June 16th, 2017 at 2:37 pm

 

Whether you are lesbian, gay, bisexual, transgender or queer/gender-fluid, you aren’t any different than heterosexuals who want to start a family but need medical intervention to do so.

You have the same dream of becoming a parent, the same longing in your heart for a baby of your own, the same frustrations and embarrassment about needing medical intervention for such a private matter, the same worries about affording and financing the treatment, and the same paralyzing fear of it not working.

And yet, you are different from the heterosexuals who are suffering from infertility. Your treatment needs are different. Your emotional needs are different. We understand that.

Long Island IVF pioneered IVF on Long Island, bringing Long Island its first IVF baby, first baby from a cryopreserved embryo and first donor egg baby. For almost 30 years, we’ve been serving both the heterosexual and LGBT communities on Long Island. Several of our staff are members of the LGBT community as well and many staff members were former patients—so we really do understand where you are coming from.

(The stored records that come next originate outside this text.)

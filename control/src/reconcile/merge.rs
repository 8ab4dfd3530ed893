//! Merge Engine for master/minion Ingresses
//!
//! A composite site is one root fragment (the master) plus the leaf fragments
//! (minions) that share its host. The root contributes server-level settings,
//! leaves contribute paths.
//!
//! Leaves are always walked in creation order, oldest first, ties broken by
//! namespace/name. That order decides which leaf owns a path claimed twice
//! and the order of the generated locations.

use std::collections::HashSet;
use thiserror::Error;
use tracing::warn;

use super::cache::{CacheError, ResourceKey};
use super::fragment::{FragmentRole, ResolvedFragment, RouteFragment};
use super::resolver::ResolveError;

#[derive(Error, Debug, Clone, PartialEq, Eq)]
pub enum MergeError {
    #[error("Ingress Resource {key} is not a master")]
    NotARoot { key: ResourceKey },

    #[error("Ingress Resource {key} with the 'nginx.org/mergeable-ingress-type' annotation set to 'master' must contain exactly one rule without paths")]
    InvalidRoot { key: ResourceKey },

    #[error("Master {key} is invalid: {source}")]
    RootResolve { key: ResourceKey, source: ResolveError },

    #[error(transparent)]
    Cache(#[from] CacheError),
}

impl MergeError {
    pub fn is_transient(&self) -> bool {
        matches!(self, MergeError::Cache(_))
            || matches!(self, MergeError::RootResolve { source, .. } if source.is_transient())
    }
}

/// A fragment-level problem found while merging
#[derive(Debug, Clone, PartialEq, Eq)]
pub struct MergeDiagnostic {
    pub key: ResourceKey,
    pub message: String,
}

impl MergeDiagnostic {
    pub(crate) fn new(key: &ResourceKey, message: impl Into<String>) -> Self {
        let diagnostic = Self {
            key: key.clone(),
            message: message.into(),
        };
        warn!(key = %diagnostic.key, "{}", diagnostic.message);
        diagnostic
    }
}

/// One root plus its merged leaves, leaves in creation order
#[derive(Debug, Clone, PartialEq)]
pub struct CompositeSite {
    pub master: ResolvedFragment,
    pub minions: Vec<ResolvedFragment>,
    pub diagnostics: Vec<MergeDiagnostic>,
}

impl CompositeSite {
    pub fn key(&self) -> &ResourceKey {
        &self.master.fragment.key
    }

    pub fn host(&self) -> &str {
        self.master.fragment.host().unwrap_or_default()
    }

    pub fn minion_keys(&self) -> impl Iterator<Item = &ResourceKey> {
        self.minions.iter().map(|m| &m.fragment.key)
    }
}

/// A root must have exactly one rule and no paths. Returns the root with an
/// empty path set injected so resolution accepts it.
pub fn validate_root(mut root: RouteFragment) -> Result<RouteFragment, MergeError> {
    if root.role != FragmentRole::CompositeRoot {
        return Err(MergeError::NotARoot { key: root.key });
    }
    match root.rules.as_mut_slice() {
        [rule] if rule.paths.iter().all(Vec::is_empty) => {
            rule.paths = Some(Vec::new());
            Ok(root)
        }
        _ => Err(MergeError::InvalidRoot { key: root.key }),
    }
}

/// True if `leaf` is a leaf aimed at the site rooted at a fragment for `host`
fn is_leaf_for_host(leaf: &RouteFragment, host: &str) -> bool {
    leaf.role == FragmentRole::CompositeLeaf && leaf.host() == Some(host)
}

/// Why a leaf for the right host still cannot join: one rule with an http
/// section is required
fn leaf_shape_error(leaf: &RouteFragment) -> Option<String> {
    match leaf.rules.as_slice() {
        [rule] if rule.paths.is_some() => None,
        [_] => Some(format!(
            "Ingress Resource {} with the 'nginx.org/mergeable-ingress-type' annotation set to 'minion' must contain a Path. It will be ignored",
            leaf.key
        )),
        _ => Some(format!(
            "Ingress Resource {} with the 'nginx.org/mergeable-ingress-type' annotation set to 'minion' must contain only one host. It will be ignored",
            leaf.key
        )),
    }
}

/// Build the composite site for `root`.
///
/// `candidates` are the fragments managed by this controller; those that are
/// not leaves of the root's host are ignored. `resolve` is called for the root
/// and for every leaf that survives path claiming.
///
/// A root that is malformed or fails to resolve rejects the whole site. A
/// leaf that is malformed, declares TLS or fails to resolve is dropped with a
/// diagnostic, as is every path already claimed by an older leaf.
pub fn build_composite<F>(
    root: RouteFragment,
    candidates: impl IntoIterator<Item = RouteFragment>,
    mut resolve: F,
) -> Result<CompositeSite, MergeError>
where
    F: FnMut(RouteFragment) -> Result<ResolvedFragment, ResolveError>,
{
    let root = validate_root(root)?;
    let host = root.host().unwrap_or_default().to_string();
    let root_key = root.key.clone();
    let master = resolve(root).map_err(|source| match source {
        ResolveError::Cache(err) => MergeError::Cache(err),
        source => MergeError::RootResolve {
            key: root_key.clone(),
            source,
        },
    })?;

    let mut leaves: Vec<RouteFragment> = candidates
        .into_iter()
        .filter(|leaf| is_leaf_for_host(leaf, &host))
        .collect();
    leaves.sort_by(RouteFragment::creation_order);

    let mut diagnostics = Vec::new();
    let mut minions = Vec::new();
    let mut claimed: HashSet<String> = HashSet::new();

    for mut leaf in leaves {
        if let Some(message) = leaf_shape_error(&leaf) {
            diagnostics.push(MergeDiagnostic::new(&leaf.key, message));
            continue;
        }

        if leaf.declares_tls() {
            diagnostics.push(MergeDiagnostic::new(
                &leaf.key,
                format!(
                    "Ingress Resource {} with the 'nginx.org/mergeable-ingress-type' annotation set to 'minion' cannot contain TLS. It will be ignored",
                    leaf.key
                ),
            ));
            continue;
        }

        if let Some(paths) = leaf.rules[0].paths.as_mut() {
            paths.retain(|rule| {
                if claimed.insert(rule.path.clone()) {
                    return true;
                }
                diagnostics.push(MergeDiagnostic::new(
                    &leaf.key,
                    format!(
                        "Path {} for Ingress Resource {} will be ignored since it is already defined by another minion",
                        rule.path, leaf.key
                    ),
                ));
                false
            });
        }

        let key = leaf.key.clone();
        match resolve(leaf) {
            Ok(resolved) => minions.push(resolved),
            Err(ResolveError::Cache(err)) => return Err(MergeError::Cache(err)),
            Err(err) => diagnostics.push(MergeDiagnostic::new(
                &key,
                format!("Ingress Resource {} is ignored: {}", key, err),
            )),
        }
    }

    Ok(CompositeSite {
        master,
        minions,
        diagnostics,
    })
}

/// The live root a leaf belongs to: same host, role master.
///
/// `is_live` answers whether a candidate root is currently applied.
pub fn find_root<'f>(
    leaf: &RouteFragment,
    candidates: impl IntoIterator<Item = &'f RouteFragment>,
    is_live: impl Fn(&ResourceKey) -> bool,
) -> Option<&'f RouteFragment> {
    let host = leaf.host()?;
    candidates.into_iter().find(|root| {
        root.role == FragmentRole::CompositeRoot
            && root.host() == Some(host)
            && is_live(&root.key)
    })
}

#[cfg(test)]
#[allow(clippy::unwrap_used, clippy::expect_used, clippy::panic)]
mod tests {
    use super::*;
    use crate::reconcile::fragment::{BackendPort, BackendRef, HostRule, PathRule, TlsRef};
    use k8s_openapi::api::networking::v1::Ingress;
    use serde_json::json;

    fn fragment(name: &str, role: &str, created: &str, paths: Option<&[&str]>) -> RouteFragment {
        let ing: Ingress = serde_json::from_value(json!({
            "metadata": {
                "name": name,
                "namespace": "default",
                "creationTimestamp": created,
                "annotations": {"nginx.org/mergeable-ingress-type": role}
            },
            "spec": {"rules": [{"host": "ok.com"}]}
        }))
        .unwrap();
        let mut fragment = RouteFragment::from_ingress(&ing);
        fragment.rules[0].paths = paths.map(|paths| {
            paths
                .iter()
                .map(|p| PathRule {
                    path: p.to_string(),
                    backend: BackendRef::new(format!("{}-svc", name), BackendPort::Number(80)),
                })
                .collect()
        });
        fragment
    }

    fn resolve_ok(f: RouteFragment) -> Result<ResolvedFragment, ResolveError> {
        Ok(ResolvedFragment::new(f))
    }

    fn paths(site: &CompositeSite) -> Vec<(String, String)> {
        site.minions
            .iter()
            .flat_map(|m| {
                m.fragment.rules[0]
                    .paths
                    .iter()
                    .flatten()
                    .map(|p| (m.fragment.key.name.clone(), p.path.clone()))
                    .collect::<Vec<_>>()
            })
            .collect()
    }

    #[test]
    fn test_root_must_have_one_rule_without_paths() {
        let root = fragment("master", "master", "2024-01-01T00:00:00Z", None);
        let validated = validate_root(root).unwrap();
        assert_eq!(validated.rules[0].paths, Some(vec![]), "Empty paths are injected");

        let with_paths = fragment("master", "master", "2024-01-01T00:00:00Z", Some(&["/"]));
        assert!(matches!(
            validate_root(with_paths),
            Err(MergeError::InvalidRoot { .. })
        ));

        let mut two_rules = fragment("master", "master", "2024-01-01T00:00:00Z", None);
        two_rules.rules.push(HostRule {
            host: "other.com".to_string(),
            paths: None,
        });
        assert!(matches!(
            validate_root(two_rules),
            Err(MergeError::InvalidRoot { .. })
        ));
    }

    #[test]
    fn test_two_leaves_with_distinct_paths() {
        let root = fragment("master", "master", "2024-01-01T00:00:00Z", None);
        let tea = fragment("tea", "minion", "2024-01-02T00:00:00Z", Some(&["/tea"]));
        let coffee = fragment("coffee", "minion", "2024-01-03T00:00:00Z", Some(&["/coffee"]));

        let site = build_composite(root, vec![coffee, tea], resolve_ok).unwrap();

        assert_eq!(
            paths(&site),
            vec![
                ("tea".to_string(), "/tea".to_string()),
                ("coffee".to_string(), "/coffee".to_string())
            ],
            "Leaves are ordered by creation time"
        );
        assert!(site.diagnostics.is_empty());
    }

    #[test]
    fn test_path_collision_earlier_leaf_wins() {
        let root = fragment("master", "master", "2024-01-01T00:00:00Z", None);
        let older = fragment("coffee-v1", "minion", "2024-01-02T00:00:00Z", Some(&["/coffee"]));
        let newer = fragment("coffee-v2", "minion", "2024-01-03T00:00:00Z", Some(&["/coffee", "/mocha"]));

        // RED: arrival order must not matter
        let a = build_composite(root.clone(), vec![newer.clone(), older.clone()], resolve_ok).unwrap();
        let b = build_composite(root, vec![older, newer], resolve_ok).unwrap();

        assert_eq!(a, b, "Merge must be deterministic");
        assert_eq!(
            paths(&a),
            vec![
                ("coffee-v1".to_string(), "/coffee".to_string()),
                ("coffee-v2".to_string(), "/mocha".to_string())
            ]
        );
        assert_eq!(a.diagnostics.len(), 1, "Exactly one diagnostic for the dropped path");
        assert_eq!(a.diagnostics[0].key.name, "coffee-v2");
    }

    #[test]
    fn test_leaf_with_tls_is_rejected() {
        let root = fragment("master", "master", "2024-01-01T00:00:00Z", None);
        let mut tea = fragment("tea", "minion", "2024-01-02T00:00:00Z", Some(&["/tea"]));
        tea.tls.push(TlsRef {
            hosts: vec!["ok.com".to_string()],
            secret_name: "tea-secret".to_string(),
        });

        let site = build_composite(root, vec![tea], resolve_ok).unwrap();
        assert!(site.minions.is_empty());
        assert_eq!(site.diagnostics.len(), 1);
    }

    #[test]
    fn test_leaves_of_other_hosts_are_ignored() {
        let root = fragment("master", "master", "2024-01-01T00:00:00Z", None);
        let mut other = fragment("tea", "minion", "2024-01-02T00:00:00Z", Some(&["/tea"]));
        other.rules[0].host = "other.com".to_string();
        let simple = fragment("simple", "", "2024-01-02T00:00:00Z", Some(&["/s"]));

        let site = build_composite(root, vec![other, simple], resolve_ok).unwrap();
        assert!(site.minions.is_empty());
        assert!(site.diagnostics.is_empty());
    }

    #[test]
    fn test_malformed_leaf_for_host_gets_a_diagnostic() {
        let root = fragment("master", "master", "2024-01-01T00:00:00Z", None);
        let mut two_hosts = fragment("tea", "minion", "2024-01-02T00:00:00Z", Some(&["/tea"]));
        two_hosts.rules.push(HostRule {
            host: "other.com".to_string(),
            paths: None,
        });
        let no_http = fragment("coffee", "minion", "2024-01-03T00:00:00Z", None);
        let good = fragment("mocha", "minion", "2024-01-04T00:00:00Z", Some(&["/mocha"]));

        let site = build_composite(root, vec![two_hosts, no_http, good], resolve_ok).unwrap();

        assert_eq!(paths(&site), vec![("mocha".to_string(), "/mocha".to_string())]);
        assert_eq!(site.diagnostics.len(), 2);
        assert_eq!(site.diagnostics[0].key.name, "tea");
        assert!(site.diagnostics[0].message.contains("must contain only one host"));
        assert_eq!(site.diagnostics[1].key.name, "coffee");
        assert!(site.diagnostics[1].message.contains("must contain a Path"));
    }

    #[test]
    fn test_failing_leaf_is_dropped_but_root_survives() {
        let root = fragment("master", "master", "2024-01-01T00:00:00Z", None);
        let tea = fragment("tea", "minion", "2024-01-02T00:00:00Z", Some(&["/tea"]));
        let coffee = fragment("coffee", "minion", "2024-01-03T00:00:00Z", Some(&["/coffee"]));

        let site = build_composite(root, vec![tea, coffee], |f| {
            if f.key.name == "tea" {
                Err(ResolveError::EmptyHost)
            } else {
                Ok(ResolvedFragment::new(f))
            }
        })
        .unwrap();

        assert_eq!(site.minions.len(), 1);
        assert_eq!(site.diagnostics.len(), 1);
    }

    #[test]
    fn test_cache_error_is_transient() {
        let root = fragment("master", "master", "2024-01-01T00:00:00Z", None);
        let err = build_composite(root, Vec::new(), |_| {
            Err(ResolveError::Cache(CacheError::Unavailable("services".to_string())))
        })
        .unwrap_err();
        assert!(err.is_transient());
    }

    #[test]
    fn test_find_root_requires_live_master_on_same_host() {
        let root = fragment("master", "master", "2024-01-01T00:00:00Z", None);
        let leaf = fragment("tea", "minion", "2024-01-02T00:00:00Z", Some(&["/tea"]));
        let candidates = vec![root.clone()];

        assert_eq!(find_root(&leaf, &candidates, |_| true), Some(&root));
        assert_eq!(find_root(&leaf, &candidates, |_| false), None, "Root must be live");
    }
}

The easiest way to illustrate the differences between heterosexual and LGBT family-building is to begin with the similarities.

In heterosexual family-building, any number of factors may be causing the couple’s infertility. It could be female factors like poor egg quality, blocked fallopian tubes, uterine issues like fibroids, endometriosis, hormonal disorders like polycystic ovarian syndrome, recurrent miscarriage, and more. It could be male factor infertility due to poor quality sperm. Or it could be a combination of male and female factors—or simply be due to the frustrating diagnosis of “unexplained infertility”. When a couple is unable to get pregnant after 6-12 months of trying (the number of months differs based on age), they are considered to be infertile. Sometimes less aggressive medical approaches—such as intrauterine insemination (“IUI”) with or without ovulation induction do result in pregnancy. Oftentimes, more aggressive Assisted Reproductive Technologies (“ART”) like in-vitro fertilization (“IVF”) are in order.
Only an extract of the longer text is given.